For biomedia I am primarily using nylon scrunchies like the ones used for cleaning pots and pans. I will be using 280 of them. These have a very large surface area so they are great for the job. I will also be using five gallons of bio balls to finish up the bio media. Holding this up will be another eggcrate.

Next the water will go through a bubble trap that contains a foam filter to finish the job up. In the next section there is room for a pump but I have chosen to drill the tank so that section will only hold two 300 watt heaters. The water will then go through the bulkhead and to the Reeflo dart pump.

For the dividers I will be using 1/4" glass that is being cut by a local glass shop and costs a total of about $45. The pieces are 17 3/8x17, 17 3/8x15, 17 3/8x4.

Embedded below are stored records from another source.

//! Ingestion pipeline orchestrator.
//!
//! [`RagPipeline`] composes a [`PageExtractor`], a [`Chunker`], an
//! [`EmbeddingProvider`], and a [`VectorStore`] into the
//! `extract → chunk → embed → upsert` workflow, and serves queries through
//! the same embedder and store.
//!
//! # Example
//!
//! ```rust,ignore
//! use std::sync::Arc;
//! use ragchat_retrieval::{InMemoryVectorStore, ParagraphChunker, RagConfig, RagPipeline};
//!
//! let pipeline = RagPipeline::builder()
//!     .config(RagConfig::default())
//!     .embedding_provider(Arc::new(embedder))
//!     .vector_store(Arc::new(InMemoryVectorStore::new()))
//!     .chunker(Arc::new(ParagraphChunker::new(1000, 200)))
//!     .extractor(Arc::new(extractor))
//!     .build()?;
//!
//! let (docs, chunks) = pipeline.ingest_folder("data_pdfs", true).await?;
//! ```

use std::collections::BTreeSet;
use std::path::Path;
use std::sync::Arc;

use tracing::{error, info, warn};

use crate::chunking::Chunker;
use crate::config::RagConfig;
use crate::document::{DocumentChunk, SearchResult};
use crate::embedding::EmbeddingProvider;
use crate::error::{RagError, Result};
use crate::extract::PageExtractor;
use crate::retriever::VectorRetriever;
use crate::vectorstore::VectorStore;

/// Default collection name for the single local index.
const DEFAULT_COLLECTION: &str = "pdf_chunks";

/// The ingestion and query orchestrator.
///
/// Ingestion is at-least-once and non-atomic across a document: chunks are
/// embedded and upserted one page-batch at a time, so an embedding failure
/// mid-document leaves earlier batches stored. Re-running ingestion is safe
/// because upserts of already-indexed identities are no-ops.
pub struct RagPipeline {
    config: RagConfig,
    embedder: Arc<dyn EmbeddingProvider>,
    store: Arc<dyn VectorStore>,
    chunker: Arc<dyn Chunker>,
    extractor: Arc<dyn PageExtractor>,
    collection: String,
}

impl RagPipeline {
    /// Create a new [`RagPipelineBuilder`].
    pub fn builder() -> RagPipelineBuilder {
        RagPipelineBuilder::default()
    }

    /// Return a reference to the pipeline configuration.
    pub fn config(&self) -> &RagConfig {
        &self.config
    }

    /// Return the collection name this pipeline indexes into.
    pub fn collection(&self) -> &str {
        &self.collection
    }

    /// Build a [`VectorRetriever`] sharing this pipeline's embedder and store.
    pub fn retriever(&self) -> VectorRetriever {
        VectorRetriever::new(self.embedder.clone(), self.store.clone(), self.collection.clone())
    }

    /// Create the collection if it does not exist yet.
    async fn ensure_collection(&self) -> Result<()> {
        self.store.create_collection(&self.collection, self.embedder.dimensions()).await
    }

    /// Ingest one document: extract pages, chunk, embed, upsert.
    ///
    /// Each chunk is tagged with the filename, its 1-indexed page number,
    /// and a running per-document sequence. Returns the number of chunks
    /// newly added; a document with no extractable text yields 0, which is
    /// not an error.
    ///
    /// # Errors
    ///
    /// [`RagError::Extraction`] if the document cannot be parsed at all,
    /// [`RagError::Embedding`] if the embedding backend fails (chunks from
    /// pages embedded before the failure remain stored), or
    /// [`RagError::Index`] if the store rejects the upsert.
    pub async fn ingest_document(&self, bytes: &[u8], filename: &str) -> Result<usize> {
        self.ensure_collection().await?;

        let pages = self.extractor.extract_pages(bytes, filename)?;

        let mut sequence: u32 = 0;
        let mut added = 0;
        for page in &pages {
            let texts = self.chunker.split(&page.text);
            if texts.is_empty() {
                continue;
            }

            let mut chunks: Vec<DocumentChunk> = texts
                .into_iter()
                .map(|text| {
                    let chunk = DocumentChunk::new(text, filename, page.number, sequence);
                    sequence += 1;
                    chunk
                })
                .collect();

            let chunk_texts: Vec<&str> = chunks.iter().map(|c| c.text.as_str()).collect();
            let embeddings = self.embedder.embed_batch(&chunk_texts).await.inspect_err(|e| {
                error!(source = filename, page = page.number, error = %e, "embedding failed during ingestion");
            })?;
            for (chunk, embedding) in chunks.iter_mut().zip(embeddings) {
                chunk.embedding = embedding;
            }

            added += self.store.upsert(&self.collection, &chunks).await.inspect_err(|e| {
                error!(source = filename, page = page.number, error = %e, "upsert failed during ingestion");
            })?;
        }

        info!(source = filename, chunks_added = added, "ingested document");
        Ok(added)
    }

    /// Ingest every PDF in a folder.
    ///
    /// With `clear_first` the index is emptied before loading; use this for
    /// a cold start. Without it, ingestion is incremental and existing
    /// indexed material is preserved. Files that fail to read or parse are
    /// logged and skipped; embedding and store failures abort.
    ///
    /// Returns `(documents_processed, chunks_added)`.
    pub async fn ingest_folder(
        &self,
        folder: impl AsRef<Path>,
        clear_first: bool,
    ) -> Result<(usize, usize)> {
        self.ensure_collection().await?;
        if clear_first {
            info!(collection = %self.collection, "clearing index before reload");
            self.store.clear_collection(&self.collection).await?;
        }

        let folder = folder.as_ref();
        let mut entries = tokio::fs::read_dir(folder).await.map_err(|e| {
            RagError::Pipeline(format!("failed to read folder '{}': {e}", folder.display()))
        })?;

        let mut files = Vec::new();
        while let Some(entry) = entries.next_entry().await.map_err(|e| {
            RagError::Pipeline(format!("failed to read folder '{}': {e}", folder.display()))
        })? {
            let path = entry.path();
            let is_pdf = path
                .extension()
                .is_some_and(|ext| ext.eq_ignore_ascii_case("pdf"));
            if is_pdf {
                files.push(path);
            }
        }
        // Deterministic ingestion order regardless of directory iteration.
        files.sort();

        let mut documents = 0;
        let mut chunks = 0;
        for path in files {
            let filename = match path.file_name().and_then(|n| n.to_str()) {
                Some(name) => name.to_string(),
                None => continue,
            };

            let bytes = match tokio::fs::read(&path).await {
                Ok(bytes) => bytes,
                Err(e) => {
                    warn!(source = %filename, error = %e, "failed to read file, skipping");
                    continue;
                }
            };

            match self.ingest_document(&bytes, &filename).await {
                Ok(added) => {
                    documents += 1;
                    chunks += added;
                }
                Err(RagError::Extraction { message, .. }) => {
                    warn!(source = %filename, reason = %message, "failed to extract document, skipping");
                }
                Err(e) => return Err(e),
            }
        }

        info!(documents, chunks, "folder ingestion complete");
        Ok((documents, chunks))
    }

    /// Query the index: embed the query and return the `top_k` nearest
    /// chunks by cosine distance, best first.
    pub async fn query(&self, query: &str) -> Result<Vec<SearchResult>> {
        use crate::retriever::RetrievalStrategy;
        self.retriever().retrieve(query, self.config.top_k).await
    }

    /// Remove all entries from the index.
    pub async fn clear(&self) -> Result<()> {
        self.ensure_collection().await?;
        self.store.clear_collection(&self.collection).await
    }

    /// The number of chunks currently indexed.
    pub async fn count(&self) -> Result<usize> {
        self.ensure_collection().await?;
        self.store.count(&self.collection).await
    }

    /// The distinct source documents currently indexed.
    pub async fn sources(&self) -> Result<BTreeSet<String>> {
        self.ensure_collection().await?;
        self.store.sources(&self.collection).await
    }
}

/// Builder for constructing a [`RagPipeline`].
///
/// All components except `collection` are required.
#[derive(Default)]
pub struct RagPipelineBuilder {
    config: Option<RagConfig>,
    embedder: Option<Arc<dyn EmbeddingProvider>>,
    store: Option<Arc<dyn VectorStore>>,
    chunker: Option<Arc<dyn Chunker>>,
    extractor: Option<Arc<dyn PageExtractor>>,
    collection: Option<String>,
}

impl RagPipelineBuilder {
    /// Set the pipeline configuration.
    pub fn config(mut self, config: RagConfig) -> Self {
        self.config = Some(config);
        self
    }

    /// Set the embedding provider.
    pub fn embedding_provider(mut self, embedder: Arc<dyn EmbeddingProvider>) -> Self {
        self.embedder = Some(embedder);
        self
    }

    /// Set the vector store backend.
    pub fn vector_store(mut self, store: Arc<dyn VectorStore>) -> Self {
        self.store = Some(store);
        self
    }

    /// Set the document chunker.
    pub fn chunker(mut self, chunker: Arc<dyn Chunker>) -> Self {
        self.chunker = Some(chunker);
        self
    }

    /// Set the page extractor.
    pub fn extractor(mut self, extractor: Arc<dyn PageExtractor>) -> Self {
        self.extractor = Some(extractor);
        self
    }

    /// Set the collection name (defaults to `pdf_chunks`).
    pub fn collection(mut self, name: impl Into<String>) -> Self {
        self.collection = Some(name.into());
        self
    }

    /// Build the [`RagPipeline`], validating that all required components
    /// are set.
    ///
    /// # Errors
    ///
    /// Returns [`RagError::Config`] if any required component is missing.
    pub fn build(self) -> Result<RagPipeline> {
        let config =
            self.config.ok_or_else(|| RagError::Config("config is required".to_string()))?;
        let embedder = self
            .embedder
            .ok_or_else(|| RagError::Config("embedding_provider is required".to_string()))?;
        let store =
            self.store.ok_or_else(|| RagError::Config("vector_store is required".to_string()))?;
        let chunker =
            self.chunker.ok_or_else(|| RagError::Config("chunker is required".to_string()))?;
        let extractor =
            self.extractor.ok_or_else(|| RagError::Config("extractor is required".to_string()))?;

        Ok(RagPipeline {
            config,
            embedder,
            store,
            chunker,
            extractor,
            collection: self.collection.unwrap_or_else(|| DEFAULT_COLLECTION.to_string()),
        })
    }
}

Here is the sump design. I'm hoping to drill it on Thursday using a hole saw purchased from www.glass-holes.com. I'll be putting everything else together for it Thursday evening and Friday.


----------



## Mcdaphnia (Dec 16, 2003)

Is this for a saltwater setup? Drilling a sump allows using an inline pump, which can be air-cooled instead of water-cooled. Because of the temperatures reef animals prefer and the other heat sources such as intense lighting, eliminating as much heat as possible is the right thing for a marine setup. This would also be true for freshwater fish like koi and goldfish.

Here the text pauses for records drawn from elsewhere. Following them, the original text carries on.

//! Retrieval strategies and context-block formatting.
//!
//! Two interchangeable strategies implement [`RetrievalStrategy`]:
//!
//! - [`VectorRetriever`]: embeds the query and searches the vector store by
//!   cosine distance (lower score is better).
//! - [`KeywordRetriever`]: ranks in-memory line chunks by query-word overlap
//!   count (higher score is better); no embedding step, no external index.

use std::collections::BTreeSet;
use std::fmt::Write as _;
use std::sync::Arc;

use async_trait::async_trait;
use tokio::sync::RwLock;
use tracing::{debug, warn};

use crate::document::{DocumentChunk, SearchResult};
use crate::embedding::EmbeddingProvider;
use crate::error::{RagError, Result};
use crate::vectorstore::VectorStore;

/// The literal substituted when retrieval yields nothing.
pub const NO_CONTEXT_PLACEHOLDER: &str = "No vector context available.";

/// A strategy answering "which stored chunks are relevant to this query?".
///
/// Returns up to `top_k` results ordered best-to-worst. Score semantics are
/// strategy-specific; see [`SearchResult`].
#[async_trait]
pub trait RetrievalStrategy: Send + Sync {
    /// Retrieve the `top_k` most relevant chunks for a query.
    async fn retrieve(&self, query: &str, top_k: usize) -> Result<Vec<SearchResult>>;
}

/// Format retrieval results into the context block injected into the system
/// turn.
///
/// Each result is framed with its provenance and score; an empty result list
/// yields the [`NO_CONTEXT_PLACEHOLDER`] literal.
pub fn format_context(results: &[SearchResult]) -> String {
    if results.is_empty() {
        return NO_CONTEXT_PLACEHOLDER.to_string();
    }

    let mut out = String::new();
    for (i, result) in results.iter().enumerate() {
        if i > 0 {
            out.push_str("\n\n");
        }
        let _ = write!(
            out,
            "--- Source: {} (page {}, score: {:.4}) ---\n{}",
            result.chunk.source, result.chunk.page, result.score, result.chunk.text
        );
    }
    out
}

/// Embedding-backed retrieval over a [`VectorStore`] collection.
pub struct VectorRetriever {
    embedder: Arc<dyn EmbeddingProvider>,
    store: Arc<dyn VectorStore>,
    collection: String,
}

impl VectorRetriever {
    /// Create a retriever over one collection of a store.
    pub fn new(
        embedder: Arc<dyn EmbeddingProvider>,
        store: Arc<dyn VectorStore>,
        collection: impl Into<String>,
    ) -> Self {
        Self { embedder, store, collection: collection.into() }
    }
}

#[async_trait]
impl RetrievalStrategy for VectorRetriever {
    async fn retrieve(&self, query: &str, top_k: usize) -> Result<Vec<SearchResult>> {
        // An unavailable index degrades to "nothing retrieved"; embedding
        // failures still propagate so the caller can report them.
        let count = match self.store.count(&self.collection).await {
            Ok(count) => count,
            Err(RagError::Index { message, .. }) => {
                warn!(collection = %self.collection, reason = %message, "index unavailable, returning no context");
                return Ok(Vec::new());
            }
            Err(e) => return Err(e),
        };
        if count == 0 {
            debug!(collection = %self.collection, "index is empty, skipping retrieval");
            return Ok(Vec::new());
        }

        let query_embedding = self.embedder.embed(query).await?;
        let results = match self.store.search(&self.collection, &query_embedding, top_k).await {
            Ok(results) => results,
            Err(RagError::Index { message, .. }) => {
                warn!(collection = %self.collection, reason = %message, "index search failed, returning no context");
                Vec::new()
            }
            Err(e) => return Err(e),
        };
        debug!(collection = %self.collection, result_count = results.len(), "vector retrieval done");
        Ok(results)
    }
}

/// Keyword-overlap fallback retrieval over an in-memory line corpus.
///
/// The corpus is fed at extraction time via
/// [`add_page`](KeywordRetriever::add_page); each non-blank line becomes one
/// candidate chunk. A query is lowercased into a word set and each line is
/// scored by how many query words it contains (substring containment).
/// Lines scoring zero are dropped; ties keep their original corpus order.
#[derive(Debug, Default)]
pub struct KeywordRetriever {
    lines: RwLock<Vec<DocumentChunk>>,
}

impl KeywordRetriever {
    /// Create an empty keyword retriever.
    pub fn new() -> Self {
        Self::default()
    }

    /// Add one page of extracted text to the corpus.
    pub async fn add_page(&self, source: &str, page: u32, text: &str) {
        let mut lines = self.lines.write().await;
        let mut sequence = lines.iter().filter(|c| c.source == source).count() as u32;
        for line in text.lines() {
            let line = line.trim();
            if line.is_empty() {
                continue;
            }
            lines.push(DocumentChunk::new(line, source, page, sequence));
            sequence += 1;
        }
    }

    /// Drop the whole corpus.
    pub async fn clear(&self) {
        self.lines.write().await.clear();
    }

    /// The number of line chunks currently held.
    pub async fn len(&self) -> usize {
        self.lines.read().await.len()
    }

    /// Whether the corpus is empty.
    pub async fn is_empty(&self) -> bool {
        self.lines.read().await.is_empty()
    }
}

#[async_trait]
impl RetrievalStrategy for KeywordRetriever {
    async fn retrieve(&self, query: &str, top_k: usize) -> Result<Vec<SearchResult>> {
        let query_words: BTreeSet<String> =
            query.to_lowercase().split_whitespace().map(str::to_string).collect();

        let lines = self.lines.read().await;
        let mut ranked: Vec<SearchResult> = lines
            .iter()
            .filter_map(|chunk| {
                let lowered = chunk.text.to_lowercase();
                let score = query_words.iter().filter(|w| lowered.contains(w.as_str())).count();
                (score > 0)
                    .then(|| SearchResult { chunk: chunk.clone(), score: score as f32 })
            })
            .collect();

        // sort_by is stable, so equal scores keep corpus order.
        ranked.sort_by(|a, b| b.score.partial_cmp(&a.score).unwrap_or(std::cmp::Ordering::Equal));
        ranked.truncate(top_k);
        debug!(result_count = ranked.len(), "keyword retrieval done");
        Ok(ranked)
    }
}

#[cfg(test)]
mod tests {
    use super::*;

    #[test]
    fn empty_results_format_as_placeholder() {
        assert_eq!(format_context(&[]), NO_CONTEXT_PLACEHOLDER);
    }

    #[test]
    fn formatted_context_carries_provenance() {
        let mut chunk = DocumentChunk::new("body text", "report.pdf", 4, 2);
        chunk.embedding = vec![0.0];
        let block = format_context(&[SearchResult { chunk, score: 0.1234 }]);
        assert!(block.contains("--- Source: report.pdf (page 4, score: 0.1234) ---"));
        assert!(block.ends_with("body text"));
    }

    #[tokio::test]
    async fn keyword_scores_by_overlap_and_drops_zero() {
        let retriever = KeywordRetriever::new();
        retriever
            .add_page("notes.txt", 1, "rust is fast\npython is friendly\nrust and python\n")
            .await;

        let results = retriever.retrieve("Rust Python", 10).await.unwrap();
        assert_eq!(results.len(), 3);
        // "rust and python" matches both query words.
        assert_eq!(results[0].chunk.text, "rust and python");
        assert_eq!(results[0].score, 2.0);
    }

    #[tokio::test]
    async fn keyword_ties_keep_corpus_order() {
        let retriever = KeywordRetriever::new();
        retriever.add_page("a.txt", 1, "cat one\ncat two\ncat three").await;

        let results = retriever.retrieve("cat", 2).await.unwrap();
        assert_eq!(results.len(), 2);
        assert_eq!(results[0].chunk.text, "cat one");
        assert_eq!(results[1].chunk.text, "cat two");
    }

    #[tokio::test]
    async fn keyword_empty_corpus_returns_empty() {
        let retriever = KeywordRetriever::new();
        assert!(retriever.is_empty().await);
        assert!(retriever.retrieve("anything", 5).await.unwrap().is_empty());
    }

    #[tokio::test]
    async fn keyword_corpus_tracks_size_and_clears() {
        let retriever = KeywordRetriever::new();
        retriever.add_page("a.txt", 1, "one line\n\ntwo line\nblank skipped below\n\n").await;
        assert_eq!(retriever.len().await, 3);
        assert!(!retriever.is_empty().await);

        retriever.clear().await;
        assert_eq!(retriever.len().await, 0);
        assert!(retriever.is_empty().await);
        assert!(retriever.retrieve("line", 5).await.unwrap().is_empty());
    }
}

Cichlids and many other tropical freshwater fish require a heated tank, and so capturing the waste heat from a submersible water pump that can be set inside the sump and not require drilling can cut down on the total power consumption of the system. Failure points are also reduced since there are fewer fittings and leakage opportunities with a submerged pump's simpler plumbing. Another advantage of a submerged pump is that the noise of the pump motor is absorbed by the water in the sump, reducing the distracting noises possible around an aquarium.


----------



## LowCel (Apr 6, 2004)

The reeflo dart is an extremely quiet (and efficient) pump. Noise is not going to be a concern with it. I have had submersible pumps running in sumps in the past that I never could get to be completely quiet.

This is going on a 300 gallon central american cichlid tank. The pump will be providing water to two returns plus an undergravel jet system. It will also be providing water to a uv sterilizer later on. If I decide to I can also use it to provide water to a bio tower later on as well.

Considering that I am using this sump and pump on such a large tank I need all the room for bio media that I can get. Putting the pump in the sump would take up very valuable real estate. I will probably end up doing the last section before the pump at 4" instead of the 8" that the diagram shows.


----------



## LowCel (Apr 6, 2004)

Just went and picked up the glass panels from the glass shop. I also received the hole saw and bulkheads yesterday. Now I just have my fingers crossed that the 75 gallon tank comes in today.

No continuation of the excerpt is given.